In the country as a whole, the price per square metre has gone up by just under three percent between September and October, according to the latest figures compiled by Le Parisien newspaper.
But in the big cities, prices have rocketed over the past year.
Lyon saw a rise of a whopping 11.1 percent to an average of 4,501 euros, Nantes prices rose by 8.6 percent to 3,231 euros, and in Toulouse they went up by 6.7 percent to reach 3,106 euros.
“The property market is a reflection of the economic and demographic dynamism of these regional capitals,” Thomas Lefebvre of mortgage broker MeilleursAgents told Le Parisien.

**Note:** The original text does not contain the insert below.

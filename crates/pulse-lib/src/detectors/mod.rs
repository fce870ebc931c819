pub mod adaptive;

pub use adaptive::{run_pipeline, PeakPipelineResult};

The northern city of Lille, which is enjoying something of a renaissance with rapid growth in businesses after years of stagnation, also saw its house and apartment prices rise to 2,836 euros per square metre.
Paris, as ever, remains by far the most expensive city in the country and has seen its property prices rise to yet another record high.
They now stand at 10,115 euros per square metre.
“Demand remains very high in Paris and low interest rates are going to continue to fuel the movement,” said Lefebvre of MeilleursAgents, which along with Le Parisien compiles the paper’s property index using data from estate agents, government figures, and notaries’ records.
Nice, Marseille and Montpellier have all three failed to shine in the latest index, with prices remaining stagnant or showing only a minor rise.
They stood at 4,107 euros in Nice, 2,565 in Marseille, and 2,895 in Montpellier.